On Windows Phone, there are actually several improvements over these designs. Firstly are the toast notifications. The WP equivalent of iOS's pop-ups. But, they aren't modal, and when tapped can jump straight into the native app to respond. Or they can be ignored and they will simply disappear. As a result, they don't often interfere with anything, and there is less reason to turn them off. The added ability to tap on them to deal with the notification goes a step further and allows you to jump into the exact spot in another app (even one which isn't open) where you need to go to respond, without going back to the start screen. Or it can be ignored, and the separate app won't start, and the notification will simply go away after a few seconds.

This may not sound all that revolutionary. But, what you need to consider it that this functionality was there at launch of Windows Phone 7. At that point, the notification center didn't exist in iOS. And there was absolutely no way of accomplishing those feats at the time in that OS. To prove that, here are the release notes for iOS 5 announcing the notification center and here is a Wikipedia entry indicating the release date of Windows Phone 7. I can vouch for this as I had a WP7 day 1 and an iPad at the same time. As you can see, there was basically a full year between the WP7 release and the addition of a notification center to iOS. The timing actually backs my theory that Apple may have only done this because it felt pressured.

The other features Windows Phone employed that resolved the detailed notification issue were the People Hub and Live Tiles. If you weren't in an app when the message came in and it was from a service the People Hub integrated with, you could get a feed of all activity there. And, even better, if you created groups, those groups would have a news feed filtered by the group members. This, I think, is one of the most overlooked gems of Windows Phone.
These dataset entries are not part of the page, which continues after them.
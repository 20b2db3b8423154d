//! Adapter seam between composition and a concrete widget toolkit.
//!
//! `mod.rs` acts as the orchestrator while implementation details live in
//! the private `core` module. The in-memory backend used by tests, benches,
//! and demos is exposed as the `headless` submodule.

mod core;
pub mod headless;

pub use core::{MarginSupport, Margins, Strategy, Toolkit, ToolkitError};
pub use headless::HeadlessToolkit;
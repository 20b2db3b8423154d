//! Assembles a layout from a JSON plan.
//!
//! The plan describes the container tree; the widgets it arranges are
//! created up front and bound by slot name. Editing the JSON is enough
//! to rearrange the shell without touching the composition code.
//!
//! ```bash
//! cargo run --example plan_json
//! ```

use furnish::{Bindings, HeadlessToolkit, Plan, assemble};

const SHELL_PLAN: &str = r#"{
  "column": {
    "children": [
      {
        "horizontal_split": {
          "ratio": 0.25,
          "children": [
            {"slot": "nav"},
            {
              "tabs": {
                "pages": [
                  {"label": "Editor", "child": {"slot": "editor"}},
                  {"label": "Terminal", "child": {"slot": "terminal"}}
                ]
              }
            }
          ]
        }
      },
      {
        "row": {
          "trailing_spacer": true,
          "children": [{"slot": "status"}]
        }
      }
    ]
  }
}"#;

fn main() -> std::result::Result<(), Box<dyn std::error::Error>> {
    let plan: Plan = serde_json::from_str(SHELL_PLAN)?;

    let mut toolkit = HeadlessToolkit::new();
    let bindings: Bindings = ["nav", "editor", "terminal", "status"]
        .iter()
        .map(|slot| (slot.to_string(), toolkit.create_widget(*slot)))
        .collect();

    let root = assemble(&mut toolkit, &plan, &bindings)?;
    print!("{}", toolkit.outline(root.id()));

    // Slots the plan names but the bindings do not cover are rejected
    // before anything is built.
    let mut incomplete = bindings.clone();
    incomplete.remove("terminal");
    match assemble(&mut toolkit, &plan, &incomplete) {
        Err(err) => println!("\nrebinding without terminal: {err}"),
        Ok(_) => unreachable!("assembly requires every slot to be bound"),
    }
    Ok(())
}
And, when you combine it with the next item, you get something truly magical.

And that next element is live tiles. With the People Hub, or pinned groups from the People Hub, you can get at a glance information from all integrated social services, and, if a group or individual is pinned, the live tile updates are filtered by those groups or individuals. I have one for friends, family and my wife. And that Live Tile functionality is accessible to all apps. So my twitter tile can update as new tweets come into my feed. Facebook can show the latest updates. News apps can show breaking news headlines. Whether tiles can update with the latest weather. All without ever launching the app.

This is the other crucial piece iOS was missing. A counter on the icon is nice... but generally meaningless.
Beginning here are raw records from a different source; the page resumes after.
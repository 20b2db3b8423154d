use std::collections::HashMap;
use std::fmt::Write as _;

use crate::element::{Child, ElementId};
use crate::toolkit::core::{MarginSupport, Margins, Strategy, Toolkit, ToolkitError};

#[derive(Debug, Clone)]
struct ContainerState {
    strategy: Strategy,
    children: Vec<Child>,
    margins: Margins,
    cells: HashMap<(usize, usize), ElementId>,
    split_sizes: Vec<u16>,
    current_index: Option<usize>,
    page_labels: Vec<String>,
}

impl ContainerState {
    fn new(strategy: Strategy) -> Self {
        Self {
            strategy,
            children: Vec::new(),
            margins: Margins::default(),
            cells: HashMap::new(),
            split_sizes: Vec::new(),
            current_index: None,
            page_labels: Vec::new(),
        }
    }
}

#[derive(Debug, Clone)]
struct ElementRecord {
    label: String,
    parent: Option<ElementId>,
    container: Option<ContainerState>,
}

/// In-memory toolkit backed by an element arena.
///
/// No real windowing system is involved; the arena records the same
/// structure a native backend would build (parents, ordered child lists,
/// margins, grid cells, split sizes, page labels) so compositions can be
/// inspected and asserted on. The single-value margin setter is enabled
/// by default and can be switched off to exercise the per-edge fallback.
#[derive(Debug)]
pub struct HeadlessToolkit {
    elements: HashMap<ElementId, ElementRecord>,
    next_id: u64,
    legacy_margin: bool,
}

impl Default for HeadlessToolkit {
    fn default() -> Self {
        Self::new()
    }
}

impl HeadlessToolkit {
    pub fn new() -> Self {
        Self {
            elements: HashMap::new(),
            next_id: 0,
            legacy_margin: true,
        }
    }

    /// Toggles the single-value margin entry point. Disabling it makes the
    /// adapter behave like a toolkit generation that only exposes per-edge
    /// margins.
    pub fn with_legacy_margin(mut self, enabled: bool) -> Self {
        self.legacy_margin = enabled;
        self
    }

    /// Creates a leaf widget with a human-readable label.
    pub fn create_widget(&mut self, label: impl Into<String>) -> ElementId {
        self.allocate(label.into(), None)
    }

    pub fn label_of(&self, element: ElementId) -> Option<&str> {
        self.elements
            .get(&element)
            .map(|record| record.label.as_str())
    }

    pub fn element_count(&self) -> usize {
        self.elements.len()
    }

    pub fn contains(&self, element: ElementId) -> bool {
        self.elements.contains_key(&element)
    }

    /// Renders the subtree rooted at `root` as an indented listing, one
    /// element per line. Useful for demos and debugging assertions.
    pub fn outline(&self, root: ElementId) -> String {
        let mut out = String::new();
        self.outline_into(root, 0, &mut out);
        out
    }

    fn outline_into(&self, element: ElementId, depth: usize, out: &mut String) {
        let indent = "  ".repeat(depth);
        let Some(record) = self.elements.get(&element) else {
            let _ = writeln!(out, "{indent}<unknown {element}>");
            return;
        };
        match &record.container {
            Some(state) => {
                let _ = writeln!(out, "{indent}{}", state.strategy);
                for child in &state.children {
                    match child {
                        Child::Widget(id) => self.outline_into(*id, depth + 1, out),
                        Child::Spacer(_) => {
                            let pad = "  ".repeat(depth + 1);
                            let _ = writeln!(out, "{pad}spacer");
                        }
                    }
                }
            }
            None => {
                let _ = writeln!(out, "{indent}{:?}", record.label);
            }
        }
    }

    fn allocate(&mut self, label: String, container: Option<ContainerState>) -> ElementId {
        let id = ElementId::from_raw(self.next_id);
        self.next_id += 1;
        self.elements.insert(
            id,
            ElementRecord {
                label,
                parent: None,
                container,
            },
        );
        id
    }

    fn record(&self, element: ElementId) -> Result<&ElementRecord, ToolkitError> {
        self.elements
            .get(&element)
            .ok_or(ToolkitError::UnknownElement(element))
    }

    fn state(&self, container: ElementId) -> Result<&ContainerState, ToolkitError> {
        self.record(container)?
            .container
            .as_ref()
            .ok_or(ToolkitError::NotAContainer(container))
    }

    fn state_mut(&mut self, container: ElementId) -> Result<&mut ContainerState, ToolkitError> {
        self.elements
            .get_mut(&container)
            .ok_or(ToolkitError::UnknownElement(container))?
            .container
            .as_mut()
            .ok_or(ToolkitError::NotAContainer(container))
    }

    fn state_expecting(
        &self,
        container: ElementId,
        strategies: &[Strategy],
        operation: &'static str,
    ) -> Result<&ContainerState, ToolkitError> {
        let state = self.state(container)?;
        if strategies.contains(&state.strategy) {
            Ok(state)
        } else {
            Err(ToolkitError::UnsupportedOperation {
                operation,
                found: state.strategy,
            })
        }
    }

    fn state_mut_expecting(
        &mut self,
        container: ElementId,
        strategies: &[Strategy],
        operation: &'static str,
    ) -> Result<&mut ContainerState, ToolkitError> {
        self.state_expecting(container, strategies, operation)?;
        self.state_mut(container)
    }

    /// Removes `widget` from its current parent's bookkeeping, leaving it
    /// parentless. Safe to call on elements that have no parent.
    fn detach(&mut self, widget: ElementId) {
        let Some(parent) = self.elements.get(&widget).and_then(|record| record.parent) else {
            return;
        };
        if let Some(state) = self
            .elements
            .get_mut(&parent)
            .and_then(|record| record.container.as_mut())
        {
            let position = state
                .children
                .iter()
                .position(|child| child.widget() == Some(widget));
            if let Some(position) = position {
                state.children.remove(position);
                if state.strategy == Strategy::Tabs && position < state.page_labels.len() {
                    state.page_labels.remove(position);
                }
                if state.strategy == Strategy::Stack {
                    let len = state.children.len();
                    state.current_index = match state.current_index {
                        Some(_) if len == 0 => None,
                        Some(index) if position < index => Some(index - 1),
                        Some(index) if index >= len => Some(len - 1),
                        other => other,
                    };
                }
            }
            state.cells.retain(|_, occupant| *occupant != widget);
        }
        if let Some(record) = self.elements.get_mut(&widget) {
            record.parent = None;
        }
    }

    /// Detaches `widget` from any previous parent and records `container`
    /// as the new one. The caller is responsible for child-list entry.
    ///
    /// Adoptions that would make `widget` its own ancestor are rejected,
    /// keeping the element tree a forest.
    fn adopt(&mut self, container: ElementId, widget: ElementId) -> Result<(), ToolkitError> {
        self.record(widget)?;
        if self.would_cycle(container, widget) {
            return Err(ToolkitError::ParentCycle(widget));
        }
        self.detach(widget);
        if let Some(record) = self.elements.get_mut(&widget) {
            record.parent = Some(container);
        }
        Ok(())
    }

    /// True when `widget` is `container` itself or one of its ancestors.
    fn would_cycle(&self, container: ElementId, widget: ElementId) -> bool {
        let mut cursor = Some(container);
        while let Some(element) = cursor {
            if element == widget {
                return true;
            }
            cursor = self.elements.get(&element).and_then(|record| record.parent);
        }
        false
    }
}

impl Toolkit for HeadlessToolkit {
    fn create_container(&mut self, strategy: Strategy) -> ElementId {
        self.allocate(
            strategy.as_str().to_string(),
            Some(ContainerState::new(strategy)),
        )
    }

    fn reparent(&mut self, element: ElementId, new_parent: ElementId) -> Result<(), ToolkitError> {
        self.record(new_parent)?;
        self.adopt(new_parent, element)
    }

    fn append_child(&mut self, container: ElementId, child: Child) -> Result<(), ToolkitError> {
        self.state(container)?;
        if let Child::Widget(widget) = child {
            self.adopt(container, widget)?;
        }
        let state = self.state_mut(container)?;
        state.children.push(child);
        if state.strategy == Strategy::Stack
            && state.current_index.is_none()
            && !child.is_spacer()
        {
            state.current_index = Some(state.children.len() - 1);
        }
        Ok(())
    }

    fn place_in_cell(
        &mut self,
        container: ElementId,
        widget: ElementId,
        row: usize,
        col: usize,
    ) -> Result<(), ToolkitError> {
        self.state_expecting(container, &[Strategy::Grid], "place_in_cell")?;
        self.adopt(container, widget)?;
        let state = self.state_mut(container)?;
        state.children.push(Child::Widget(widget));
        state.cells.insert((row, col), widget);
        Ok(())
    }

    fn insert_page(
        &mut self,
        container: ElementId,
        widget: ElementId,
        label: &str,
    ) -> Result<(), ToolkitError> {
        self.state_expecting(container, &[Strategy::Tabs], "insert_page")?;
        self.adopt(container, widget)?;
        let state = self.state_mut(container)?;
        state.children.push(Child::Widget(widget));
        state.page_labels.push(label.to_string());
        Ok(())
    }

    fn set_margin(
        &mut self,
        container: ElementId,
        margin: u16,
    ) -> Result<MarginSupport, ToolkitError> {
        self.state(container)?;
        if !self.legacy_margin {
            return Ok(MarginSupport::Unsupported);
        }
        self.state_mut(container)?.margins = Margins::uniform(margin);
        Ok(MarginSupport::Applied)
    }

    fn set_contents_margins(
        &mut self,
        container: ElementId,
        margins: Margins,
    ) -> Result<(), ToolkitError> {
        self.state_mut(container)?.margins = margins;
        Ok(())
    }

    fn set_split_sizes(
        &mut self,
        container: ElementId,
        sizes: &[u16],
    ) -> Result<(), ToolkitError> {
        let state = self.state_mut_expecting(
            container,
            &[Strategy::HorizontalSplit, Strategy::VerticalSplit],
            "set_split_sizes",
        )?;
        state.split_sizes = sizes.to_vec();
        Ok(())
    }

    fn set_current_index(
        &mut self,
        container: ElementId,
        index: usize,
    ) -> Result<(), ToolkitError> {
        let state = self.state_mut_expecting(container, &[Strategy::Stack], "set_current_index")?;
        let len = state.children.len();
        if index >= len {
            return Err(ToolkitError::IndexOutOfRange { index, len });
        }
        state.current_index = Some(index);
        Ok(())
    }

    fn parent_of(&self, element: ElementId) -> Result<Option<ElementId>, ToolkitError> {
        Ok(self.record(element)?.parent)
    }

    fn children_of(&self, container: ElementId) -> Result<Vec<Child>, ToolkitError> {
        Ok(self.state(container)?.children.clone())
    }

    fn margins_of(&self, container: ElementId) -> Result<Margins, ToolkitError> {
        Ok(self.state(container)?.margins)
    }

    fn cell_occupant(
        &self,
        container: ElementId,
        row: usize,
        col: usize,
    ) -> Result<Option<ElementId>, ToolkitError> {
        let state = self.state_expecting(container, &[Strategy::Grid], "cell_occupant")?;
        Ok(state.cells.get(&(row, col)).copied())
    }

    fn split_sizes(&self, container: ElementId) -> Result<Vec<u16>, ToolkitError> {
        let state = self.state_expecting(
            container,
            &[Strategy::HorizontalSplit, Strategy::VerticalSplit],
            "split_sizes",
        )?;
        Ok(state.split_sizes.clone())
    }

    fn current_index(&self, container: ElementId) -> Result<Option<usize>, ToolkitError> {
        let state = self.state_expecting(container, &[Strategy::Stack], "current_index")?;
        Ok(state.current_index)
    }

    fn page_label(&self, container: ElementId, index: usize) -> Result<String, ToolkitError> {
        let state = self.state_expecting(container, &[Strategy::Tabs], "page_label")?;
        state
            .page_labels
            .get(index)
            .cloned()
            .ok_or(ToolkitError::IndexOutOfRange {
                index,
                len: state.page_labels.len(),
            })
    }
}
Apple needed a solution that wouldn't break what was already a massive store worth of apps but could allow for all of those things. Non-invasive, actionable and more detailed. And thus the notification center was born. Of necessity.

I'm not sure what the state of Android system notifications was like at the time. I've actually never owned an Android phone. But widgets solved the at-a-glance data from outside an app even better than Windows Phone does. So, all Google would have needed to add if it wasn't already there was actionable toast like notifications and they would have (People Hub aside) functional parity with Windows Phone. For whatever reason, they went the same path as Apple and built a notification center.
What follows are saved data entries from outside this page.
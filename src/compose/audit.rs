//! Construction audit utilities.
//!
//! Lightweight instrumentation hooks so callers can observe what a
//! `Composer` builds. Records capture a stage identifier plus structured
//! metadata so downstream code can log, buffer, or visualize construction
//! without contorting the constructors themselves.

use std::time::SystemTime;

use serde_json::Value;

/// Distinct checkpoints emitted by `Composer`.
#[derive(Debug, Clone, Copy, PartialEq, Eq)]
pub enum ComposeAuditStage {
    /// A constructor returned a new container.
    ContainerComposed,
    /// A constructor filled a caller-supplied container instead of
    /// creating one.
    ContainerReused,
    /// The single-value margin entry point was absent and per-edge
    /// margins were applied instead.
    MarginFallback,
    /// Validation rejected the requested construction.
    ComposeRejected,
    /// A declarative plan was assembled into a container tree.
    PlanAssembled,
}

/// Structured audit entry.
#[derive(Debug, Clone)]
pub struct ComposeAuditEvent {
    pub timestamp: SystemTime,
    pub stage: ComposeAuditStage,
    pub details: Vec<(String, Value)>,
}

impl ComposeAuditEvent {
    fn new(stage: ComposeAuditStage) -> Self {
        Self {
            timestamp: SystemTime::now(),
            stage,
            details: Vec::new(),
        }
    }
}

/// Builder helper to append fields ergonomically.
pub struct ComposeAuditEventBuilder {
    event: ComposeAuditEvent,
}

impl ComposeAuditEventBuilder {
    pub fn new(stage: ComposeAuditStage) -> Self {
        Self {
            event: ComposeAuditEvent::new(stage),
        }
    }

    pub fn detail(&mut self, key: impl Into<String>, value: Value) -> &mut Self {
        self.event.details.push((key.into(), value));
        self
    }

    pub fn finish(self) -> ComposeAuditEvent {
        self.event
    }
}

/// Trait implemented by any audit sink.
pub trait ComposeAudit: Send + Sync {
    fn record(&self, event: ComposeAuditEvent);
}

/// Default no-op implementation used when auditing is disabled.
#[derive(Debug, Default)]
pub struct NullComposeAudit;

impl ComposeAudit for NullComposeAudit {
    fn record(&self, _event: ComposeAuditEvent) {}
}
And now, Microsoft has finally buckled under the repeated demands for functionality which makes no sense on their platform and appears to be on the verge of releasing their own notification center equivalent. Frankly, I would have much preferred that they simply extend the SDK to expose some system level events that another app could listen for to produce a dedicated notification center app. While it wouldn't be the same as serving up your own and would rule out a system overlay it also allows for the community to build their own which is something iOS and Android don't permit and would create a much greater variety of such apps. And it also eliminates that silly swipe down gesture that became the bane of my iOS experience.